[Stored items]
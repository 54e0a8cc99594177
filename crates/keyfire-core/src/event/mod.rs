// Keyfire Event Handling
// The daemon's readiness loop

pub mod r#loop;

pub use r#loop::{
    list_devices, CycleReport, DeviceInfo, EventLoop, EventLoopError, EventLoopResult, LoopConfig,
    LoopState, Readiness, DEFAULT_WAIT_TIMEOUT,
};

▶ [WORK ORDER]: The whole block of data above should be printed again verbatim.

▶ [THE ANSWER]:
repository 54e0a8cc99594177
filename crates/keyfire-core/src/event/mod.rs
// Keyfire Event Handling
// The daemon's readiness loop

pub mod r#loop;

pub use r#loop::{
    list_devices, CycleReport, DeviceInfo, EventLoop, EventLoopError, EventLoopResult, LoopConfig,
    LoopState, Readiness, DEFAULT_WAIT_TIMEOUT,
};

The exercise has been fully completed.